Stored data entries

● ● ● ●

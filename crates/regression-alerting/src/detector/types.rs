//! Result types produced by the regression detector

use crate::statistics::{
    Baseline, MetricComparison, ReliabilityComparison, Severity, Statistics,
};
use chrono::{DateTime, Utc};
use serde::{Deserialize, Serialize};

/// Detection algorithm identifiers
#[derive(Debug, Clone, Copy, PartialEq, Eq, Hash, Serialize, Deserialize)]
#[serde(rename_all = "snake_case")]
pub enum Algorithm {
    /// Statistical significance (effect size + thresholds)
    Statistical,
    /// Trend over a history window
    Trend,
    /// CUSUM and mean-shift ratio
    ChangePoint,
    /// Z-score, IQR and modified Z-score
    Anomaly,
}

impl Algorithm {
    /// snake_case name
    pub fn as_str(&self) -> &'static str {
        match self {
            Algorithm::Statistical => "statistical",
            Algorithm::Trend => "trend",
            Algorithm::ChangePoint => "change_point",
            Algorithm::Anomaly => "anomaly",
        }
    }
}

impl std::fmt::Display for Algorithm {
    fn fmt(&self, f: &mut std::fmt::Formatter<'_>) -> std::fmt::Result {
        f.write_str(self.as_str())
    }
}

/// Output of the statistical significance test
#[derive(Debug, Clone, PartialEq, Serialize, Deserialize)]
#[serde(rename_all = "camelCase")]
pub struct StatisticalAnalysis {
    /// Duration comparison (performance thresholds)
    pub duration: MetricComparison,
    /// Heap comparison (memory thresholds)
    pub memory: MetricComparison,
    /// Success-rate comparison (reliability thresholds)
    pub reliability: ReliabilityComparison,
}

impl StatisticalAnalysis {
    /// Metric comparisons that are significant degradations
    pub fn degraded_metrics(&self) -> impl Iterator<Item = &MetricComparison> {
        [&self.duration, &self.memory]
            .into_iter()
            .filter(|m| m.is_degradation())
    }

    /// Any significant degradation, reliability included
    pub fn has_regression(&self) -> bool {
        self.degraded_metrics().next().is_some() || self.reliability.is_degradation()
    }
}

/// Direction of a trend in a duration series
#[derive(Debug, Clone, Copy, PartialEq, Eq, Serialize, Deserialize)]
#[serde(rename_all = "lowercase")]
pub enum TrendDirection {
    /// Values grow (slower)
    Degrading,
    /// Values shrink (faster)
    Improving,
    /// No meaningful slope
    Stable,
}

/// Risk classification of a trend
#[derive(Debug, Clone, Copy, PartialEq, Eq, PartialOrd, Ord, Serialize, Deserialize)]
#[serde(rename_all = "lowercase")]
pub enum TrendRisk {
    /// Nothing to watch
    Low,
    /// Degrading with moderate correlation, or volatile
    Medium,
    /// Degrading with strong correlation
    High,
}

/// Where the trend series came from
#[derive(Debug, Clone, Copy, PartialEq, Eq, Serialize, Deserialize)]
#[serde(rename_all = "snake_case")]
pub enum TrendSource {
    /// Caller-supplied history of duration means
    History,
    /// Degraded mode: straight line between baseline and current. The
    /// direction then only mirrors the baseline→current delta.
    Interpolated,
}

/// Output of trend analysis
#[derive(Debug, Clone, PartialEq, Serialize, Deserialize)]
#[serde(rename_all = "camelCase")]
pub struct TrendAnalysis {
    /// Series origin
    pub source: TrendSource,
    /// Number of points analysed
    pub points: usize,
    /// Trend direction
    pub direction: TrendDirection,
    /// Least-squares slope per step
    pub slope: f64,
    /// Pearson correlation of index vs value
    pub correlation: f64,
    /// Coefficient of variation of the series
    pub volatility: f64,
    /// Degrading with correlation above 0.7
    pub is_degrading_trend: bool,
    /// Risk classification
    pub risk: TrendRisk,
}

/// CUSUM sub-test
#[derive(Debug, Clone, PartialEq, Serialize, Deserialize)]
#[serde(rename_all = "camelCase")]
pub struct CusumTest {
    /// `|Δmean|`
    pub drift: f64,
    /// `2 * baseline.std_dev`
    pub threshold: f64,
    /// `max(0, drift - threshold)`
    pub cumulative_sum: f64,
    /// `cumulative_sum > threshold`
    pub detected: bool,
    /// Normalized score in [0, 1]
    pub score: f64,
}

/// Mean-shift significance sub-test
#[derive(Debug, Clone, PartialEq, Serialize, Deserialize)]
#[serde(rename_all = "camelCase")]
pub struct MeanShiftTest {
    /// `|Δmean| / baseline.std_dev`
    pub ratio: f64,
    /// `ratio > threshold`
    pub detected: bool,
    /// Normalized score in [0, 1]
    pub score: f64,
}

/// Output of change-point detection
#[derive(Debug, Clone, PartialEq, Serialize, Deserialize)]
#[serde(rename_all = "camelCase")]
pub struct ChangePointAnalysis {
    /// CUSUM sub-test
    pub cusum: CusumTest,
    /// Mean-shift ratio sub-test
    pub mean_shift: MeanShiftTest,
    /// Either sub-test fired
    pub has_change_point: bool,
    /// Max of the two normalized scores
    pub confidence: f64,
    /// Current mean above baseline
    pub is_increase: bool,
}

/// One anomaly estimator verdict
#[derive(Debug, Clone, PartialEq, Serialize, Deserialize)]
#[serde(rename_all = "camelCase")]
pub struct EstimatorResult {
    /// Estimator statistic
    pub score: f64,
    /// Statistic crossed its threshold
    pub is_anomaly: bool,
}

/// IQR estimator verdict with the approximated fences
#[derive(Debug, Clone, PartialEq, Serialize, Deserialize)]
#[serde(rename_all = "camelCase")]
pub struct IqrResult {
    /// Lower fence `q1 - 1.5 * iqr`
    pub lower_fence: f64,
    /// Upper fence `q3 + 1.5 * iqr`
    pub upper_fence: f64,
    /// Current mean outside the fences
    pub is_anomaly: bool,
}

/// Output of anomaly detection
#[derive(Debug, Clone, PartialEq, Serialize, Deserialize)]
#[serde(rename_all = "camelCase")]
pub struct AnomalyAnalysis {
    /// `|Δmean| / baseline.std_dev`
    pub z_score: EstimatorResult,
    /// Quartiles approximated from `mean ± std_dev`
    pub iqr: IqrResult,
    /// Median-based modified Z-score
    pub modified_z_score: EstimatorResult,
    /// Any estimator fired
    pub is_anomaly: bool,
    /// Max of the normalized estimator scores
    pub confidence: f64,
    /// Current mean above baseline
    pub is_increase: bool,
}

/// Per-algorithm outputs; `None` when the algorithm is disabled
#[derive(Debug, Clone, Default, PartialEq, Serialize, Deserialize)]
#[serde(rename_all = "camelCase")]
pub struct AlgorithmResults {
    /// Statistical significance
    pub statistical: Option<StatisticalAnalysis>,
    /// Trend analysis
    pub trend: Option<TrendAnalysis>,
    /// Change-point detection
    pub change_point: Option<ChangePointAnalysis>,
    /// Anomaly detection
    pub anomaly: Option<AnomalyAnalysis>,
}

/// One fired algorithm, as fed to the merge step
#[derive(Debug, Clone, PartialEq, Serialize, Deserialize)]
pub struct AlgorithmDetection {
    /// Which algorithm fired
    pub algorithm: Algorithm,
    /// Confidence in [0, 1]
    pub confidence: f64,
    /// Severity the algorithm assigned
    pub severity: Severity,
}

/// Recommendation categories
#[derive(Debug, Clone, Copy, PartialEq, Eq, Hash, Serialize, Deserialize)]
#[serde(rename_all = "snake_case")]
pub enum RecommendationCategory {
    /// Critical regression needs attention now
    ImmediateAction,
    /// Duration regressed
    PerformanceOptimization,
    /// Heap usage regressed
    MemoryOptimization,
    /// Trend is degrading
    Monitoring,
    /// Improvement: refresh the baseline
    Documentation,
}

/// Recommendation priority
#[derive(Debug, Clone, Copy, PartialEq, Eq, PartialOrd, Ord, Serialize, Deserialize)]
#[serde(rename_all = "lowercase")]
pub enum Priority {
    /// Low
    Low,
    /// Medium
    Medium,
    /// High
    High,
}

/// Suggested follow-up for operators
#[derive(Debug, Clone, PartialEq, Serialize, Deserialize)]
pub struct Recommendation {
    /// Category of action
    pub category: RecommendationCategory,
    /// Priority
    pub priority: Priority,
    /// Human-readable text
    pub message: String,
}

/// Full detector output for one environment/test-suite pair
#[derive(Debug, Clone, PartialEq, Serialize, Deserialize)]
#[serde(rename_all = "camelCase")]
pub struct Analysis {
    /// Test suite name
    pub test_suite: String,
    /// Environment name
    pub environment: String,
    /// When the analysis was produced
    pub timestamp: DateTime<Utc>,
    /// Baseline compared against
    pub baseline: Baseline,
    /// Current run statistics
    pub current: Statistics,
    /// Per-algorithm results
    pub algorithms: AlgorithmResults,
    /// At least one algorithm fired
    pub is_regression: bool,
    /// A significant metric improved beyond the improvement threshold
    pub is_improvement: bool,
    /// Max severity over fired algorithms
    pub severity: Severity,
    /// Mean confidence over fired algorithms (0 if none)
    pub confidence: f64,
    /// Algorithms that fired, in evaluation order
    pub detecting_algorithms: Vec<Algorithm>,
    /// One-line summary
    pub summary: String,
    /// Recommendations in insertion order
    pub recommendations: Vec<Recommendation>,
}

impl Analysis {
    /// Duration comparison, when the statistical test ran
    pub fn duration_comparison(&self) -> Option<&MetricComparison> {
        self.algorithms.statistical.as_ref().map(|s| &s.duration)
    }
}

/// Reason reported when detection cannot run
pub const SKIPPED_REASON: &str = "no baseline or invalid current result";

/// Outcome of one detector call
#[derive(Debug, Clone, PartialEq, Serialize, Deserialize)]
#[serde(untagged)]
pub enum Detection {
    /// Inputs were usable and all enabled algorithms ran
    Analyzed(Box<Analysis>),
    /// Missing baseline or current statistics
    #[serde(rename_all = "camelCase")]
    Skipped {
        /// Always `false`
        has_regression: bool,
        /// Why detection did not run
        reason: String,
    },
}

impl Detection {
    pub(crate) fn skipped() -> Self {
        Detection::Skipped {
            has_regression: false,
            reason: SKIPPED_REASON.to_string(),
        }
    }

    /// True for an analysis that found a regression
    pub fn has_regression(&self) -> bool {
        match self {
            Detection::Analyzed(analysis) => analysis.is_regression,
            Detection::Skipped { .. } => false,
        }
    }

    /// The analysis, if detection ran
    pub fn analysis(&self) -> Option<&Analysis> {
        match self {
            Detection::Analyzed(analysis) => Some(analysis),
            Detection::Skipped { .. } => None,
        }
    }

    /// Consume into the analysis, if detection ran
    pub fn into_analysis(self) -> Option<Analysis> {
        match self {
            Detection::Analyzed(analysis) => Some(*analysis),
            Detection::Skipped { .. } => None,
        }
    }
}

● ● ● ●

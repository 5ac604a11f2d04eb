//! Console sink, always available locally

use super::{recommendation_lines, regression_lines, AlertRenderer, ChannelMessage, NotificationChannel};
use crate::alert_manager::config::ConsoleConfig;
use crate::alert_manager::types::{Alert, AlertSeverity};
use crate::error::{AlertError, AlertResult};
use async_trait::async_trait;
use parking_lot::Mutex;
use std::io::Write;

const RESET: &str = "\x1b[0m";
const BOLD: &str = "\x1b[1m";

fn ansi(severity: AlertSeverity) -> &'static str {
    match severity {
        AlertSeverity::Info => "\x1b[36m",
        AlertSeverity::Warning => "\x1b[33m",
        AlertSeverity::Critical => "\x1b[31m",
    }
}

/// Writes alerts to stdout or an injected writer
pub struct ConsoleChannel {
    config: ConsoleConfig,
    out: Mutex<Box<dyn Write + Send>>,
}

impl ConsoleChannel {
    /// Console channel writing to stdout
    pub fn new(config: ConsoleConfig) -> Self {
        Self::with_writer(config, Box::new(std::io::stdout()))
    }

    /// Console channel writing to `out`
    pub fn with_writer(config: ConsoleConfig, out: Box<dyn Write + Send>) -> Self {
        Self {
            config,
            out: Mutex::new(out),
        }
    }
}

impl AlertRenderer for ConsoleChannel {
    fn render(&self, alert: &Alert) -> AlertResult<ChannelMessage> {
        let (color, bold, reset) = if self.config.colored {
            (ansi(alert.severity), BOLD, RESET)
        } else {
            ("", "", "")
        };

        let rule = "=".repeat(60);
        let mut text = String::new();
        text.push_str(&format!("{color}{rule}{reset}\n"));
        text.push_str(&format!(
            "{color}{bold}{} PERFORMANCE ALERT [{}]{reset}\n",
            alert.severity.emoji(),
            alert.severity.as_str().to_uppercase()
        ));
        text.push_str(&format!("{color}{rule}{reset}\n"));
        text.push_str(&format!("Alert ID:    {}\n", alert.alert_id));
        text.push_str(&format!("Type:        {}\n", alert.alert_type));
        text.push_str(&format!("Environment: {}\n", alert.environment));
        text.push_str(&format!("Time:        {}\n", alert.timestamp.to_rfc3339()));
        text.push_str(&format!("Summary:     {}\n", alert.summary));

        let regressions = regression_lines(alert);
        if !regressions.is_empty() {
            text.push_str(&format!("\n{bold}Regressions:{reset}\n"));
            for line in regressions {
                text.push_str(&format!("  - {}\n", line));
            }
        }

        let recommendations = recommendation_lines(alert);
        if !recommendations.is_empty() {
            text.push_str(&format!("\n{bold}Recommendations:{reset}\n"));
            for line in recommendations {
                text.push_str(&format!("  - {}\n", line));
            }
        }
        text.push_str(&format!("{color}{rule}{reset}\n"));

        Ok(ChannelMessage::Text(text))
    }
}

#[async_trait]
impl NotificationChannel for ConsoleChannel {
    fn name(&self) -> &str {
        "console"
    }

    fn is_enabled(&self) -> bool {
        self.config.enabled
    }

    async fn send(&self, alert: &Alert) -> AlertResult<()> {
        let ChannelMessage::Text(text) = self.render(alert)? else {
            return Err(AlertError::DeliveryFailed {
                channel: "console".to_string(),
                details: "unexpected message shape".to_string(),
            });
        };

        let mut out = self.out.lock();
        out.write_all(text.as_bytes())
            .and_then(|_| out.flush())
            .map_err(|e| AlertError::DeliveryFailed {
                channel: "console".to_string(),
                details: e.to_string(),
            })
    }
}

● ● ● ●

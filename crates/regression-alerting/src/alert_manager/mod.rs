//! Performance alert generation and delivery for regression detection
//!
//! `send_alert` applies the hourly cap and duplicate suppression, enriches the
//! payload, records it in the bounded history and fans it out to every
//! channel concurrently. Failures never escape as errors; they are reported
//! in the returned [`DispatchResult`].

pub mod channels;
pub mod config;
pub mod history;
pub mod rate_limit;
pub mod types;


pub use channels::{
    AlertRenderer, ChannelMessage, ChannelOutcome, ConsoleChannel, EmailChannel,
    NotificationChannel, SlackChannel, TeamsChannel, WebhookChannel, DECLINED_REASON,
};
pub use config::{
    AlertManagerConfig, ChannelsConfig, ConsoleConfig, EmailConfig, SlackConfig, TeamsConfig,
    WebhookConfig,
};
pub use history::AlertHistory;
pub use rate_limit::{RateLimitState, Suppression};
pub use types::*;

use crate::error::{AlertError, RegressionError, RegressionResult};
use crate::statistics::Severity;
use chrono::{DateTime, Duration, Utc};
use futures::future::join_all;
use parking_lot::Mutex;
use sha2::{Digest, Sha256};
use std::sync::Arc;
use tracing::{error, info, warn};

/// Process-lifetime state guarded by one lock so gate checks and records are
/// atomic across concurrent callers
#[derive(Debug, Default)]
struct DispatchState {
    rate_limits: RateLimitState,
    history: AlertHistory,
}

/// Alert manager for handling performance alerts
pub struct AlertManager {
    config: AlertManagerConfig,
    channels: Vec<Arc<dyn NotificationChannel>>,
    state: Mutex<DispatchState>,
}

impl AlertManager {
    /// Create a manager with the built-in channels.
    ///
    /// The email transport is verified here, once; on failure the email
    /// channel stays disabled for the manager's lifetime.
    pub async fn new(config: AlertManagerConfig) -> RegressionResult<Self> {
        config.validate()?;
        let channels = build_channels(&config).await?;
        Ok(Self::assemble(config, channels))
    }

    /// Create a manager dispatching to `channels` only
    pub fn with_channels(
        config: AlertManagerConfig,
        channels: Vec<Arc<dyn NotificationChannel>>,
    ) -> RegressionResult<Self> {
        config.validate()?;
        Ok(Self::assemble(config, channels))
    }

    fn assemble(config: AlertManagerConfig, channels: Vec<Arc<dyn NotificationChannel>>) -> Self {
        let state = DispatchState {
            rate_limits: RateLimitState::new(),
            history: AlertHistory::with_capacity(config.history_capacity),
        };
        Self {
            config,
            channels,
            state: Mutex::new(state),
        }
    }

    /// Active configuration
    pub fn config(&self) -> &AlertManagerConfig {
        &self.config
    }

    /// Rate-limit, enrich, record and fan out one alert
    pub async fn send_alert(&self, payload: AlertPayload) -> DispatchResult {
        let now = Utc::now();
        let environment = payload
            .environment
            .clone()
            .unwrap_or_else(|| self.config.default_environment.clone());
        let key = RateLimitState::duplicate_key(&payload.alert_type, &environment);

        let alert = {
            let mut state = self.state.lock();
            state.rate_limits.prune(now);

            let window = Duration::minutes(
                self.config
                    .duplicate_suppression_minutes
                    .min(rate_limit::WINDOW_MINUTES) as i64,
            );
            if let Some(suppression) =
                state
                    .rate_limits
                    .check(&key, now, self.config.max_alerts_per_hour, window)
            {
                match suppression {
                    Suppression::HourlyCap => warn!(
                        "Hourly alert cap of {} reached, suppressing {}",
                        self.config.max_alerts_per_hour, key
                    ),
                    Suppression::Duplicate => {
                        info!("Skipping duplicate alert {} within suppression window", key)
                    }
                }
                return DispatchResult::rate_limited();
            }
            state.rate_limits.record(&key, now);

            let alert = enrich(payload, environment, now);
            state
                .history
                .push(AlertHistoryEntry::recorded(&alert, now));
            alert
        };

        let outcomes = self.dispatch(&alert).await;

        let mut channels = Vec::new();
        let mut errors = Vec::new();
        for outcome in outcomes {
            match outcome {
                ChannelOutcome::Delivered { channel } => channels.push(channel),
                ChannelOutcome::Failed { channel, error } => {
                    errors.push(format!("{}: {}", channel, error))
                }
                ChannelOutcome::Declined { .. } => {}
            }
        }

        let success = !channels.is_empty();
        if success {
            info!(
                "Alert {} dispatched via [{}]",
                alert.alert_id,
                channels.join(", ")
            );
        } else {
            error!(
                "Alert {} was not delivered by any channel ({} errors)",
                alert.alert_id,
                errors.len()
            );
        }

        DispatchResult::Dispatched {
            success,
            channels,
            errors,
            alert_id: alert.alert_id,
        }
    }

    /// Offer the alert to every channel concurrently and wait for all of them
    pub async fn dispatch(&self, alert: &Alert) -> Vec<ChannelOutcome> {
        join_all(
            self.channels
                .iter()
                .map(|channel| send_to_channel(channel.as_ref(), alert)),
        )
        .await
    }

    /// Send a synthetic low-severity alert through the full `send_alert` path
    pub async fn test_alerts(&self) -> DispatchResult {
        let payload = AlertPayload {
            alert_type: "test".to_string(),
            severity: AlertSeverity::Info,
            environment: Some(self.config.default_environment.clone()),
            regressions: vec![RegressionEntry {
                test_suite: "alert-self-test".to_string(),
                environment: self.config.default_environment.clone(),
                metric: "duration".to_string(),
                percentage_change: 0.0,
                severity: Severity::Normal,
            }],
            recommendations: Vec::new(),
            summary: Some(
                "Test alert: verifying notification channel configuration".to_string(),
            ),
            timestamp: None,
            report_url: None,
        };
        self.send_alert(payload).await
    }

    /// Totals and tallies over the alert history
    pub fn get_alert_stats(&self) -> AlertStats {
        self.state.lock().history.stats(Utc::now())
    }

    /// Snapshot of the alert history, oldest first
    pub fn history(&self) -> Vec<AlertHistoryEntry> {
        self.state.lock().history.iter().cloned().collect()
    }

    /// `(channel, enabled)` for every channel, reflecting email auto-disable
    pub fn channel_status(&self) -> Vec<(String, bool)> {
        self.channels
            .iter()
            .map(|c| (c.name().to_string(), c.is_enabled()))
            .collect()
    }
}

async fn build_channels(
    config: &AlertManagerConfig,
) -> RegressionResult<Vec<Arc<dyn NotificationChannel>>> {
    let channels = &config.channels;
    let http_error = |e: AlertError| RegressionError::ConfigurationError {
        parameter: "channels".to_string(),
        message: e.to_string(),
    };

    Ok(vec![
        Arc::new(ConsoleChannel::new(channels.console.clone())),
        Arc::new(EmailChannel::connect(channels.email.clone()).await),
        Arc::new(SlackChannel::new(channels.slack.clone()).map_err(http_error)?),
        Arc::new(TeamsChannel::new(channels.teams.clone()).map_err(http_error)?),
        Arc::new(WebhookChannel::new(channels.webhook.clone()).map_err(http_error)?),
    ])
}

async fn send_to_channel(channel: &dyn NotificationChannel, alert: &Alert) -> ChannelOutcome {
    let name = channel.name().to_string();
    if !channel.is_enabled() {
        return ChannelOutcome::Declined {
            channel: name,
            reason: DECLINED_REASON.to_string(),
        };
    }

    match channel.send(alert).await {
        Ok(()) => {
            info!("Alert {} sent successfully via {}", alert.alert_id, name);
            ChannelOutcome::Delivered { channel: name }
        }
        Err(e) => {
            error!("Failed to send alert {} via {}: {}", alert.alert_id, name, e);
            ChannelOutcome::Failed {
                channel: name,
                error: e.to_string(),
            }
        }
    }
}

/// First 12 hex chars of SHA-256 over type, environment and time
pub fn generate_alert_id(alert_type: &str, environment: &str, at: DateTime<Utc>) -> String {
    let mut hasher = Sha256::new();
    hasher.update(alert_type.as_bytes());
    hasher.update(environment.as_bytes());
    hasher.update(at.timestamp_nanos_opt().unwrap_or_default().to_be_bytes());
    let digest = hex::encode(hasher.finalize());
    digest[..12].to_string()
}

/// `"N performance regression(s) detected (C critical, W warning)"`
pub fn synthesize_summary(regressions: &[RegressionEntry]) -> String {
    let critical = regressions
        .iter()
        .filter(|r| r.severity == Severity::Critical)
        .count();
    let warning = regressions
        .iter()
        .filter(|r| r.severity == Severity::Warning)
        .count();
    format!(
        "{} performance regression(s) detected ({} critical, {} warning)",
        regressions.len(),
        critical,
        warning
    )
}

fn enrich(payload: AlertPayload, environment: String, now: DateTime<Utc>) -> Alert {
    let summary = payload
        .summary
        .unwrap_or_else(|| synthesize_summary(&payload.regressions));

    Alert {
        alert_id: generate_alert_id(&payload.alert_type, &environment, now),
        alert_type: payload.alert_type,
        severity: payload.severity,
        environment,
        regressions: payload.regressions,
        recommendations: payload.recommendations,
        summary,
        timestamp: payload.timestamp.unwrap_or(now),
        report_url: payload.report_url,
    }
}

● ● ● ●

Copy out only the lines above from the one with "pub struct EstimatorResult" to the one with "of anomaly detection", inclusive, exactly as they stand.

pub struct EstimatorResult {
    /// Estimator statistic
    pub score: f64,
    /// Statistic crossed its threshold
    pub is_anomaly: bool,
}

/// IQR estimator verdict with the approximated fences
#[derive(Debug, Clone, PartialEq, Serialize, Deserialize)]
#[serde(rename_all = "camelCase")]
pub struct IqrResult {
    /// Lower fence `q1 - 1.5 * iqr`
    pub lower_fence: f64,
    /// Upper fence `q3 + 1.5 * iqr`
    pub upper_fence: f64,
    /// Current mean outside the fences
    pub is_anomaly: bool,
}

/// Output of anomaly detection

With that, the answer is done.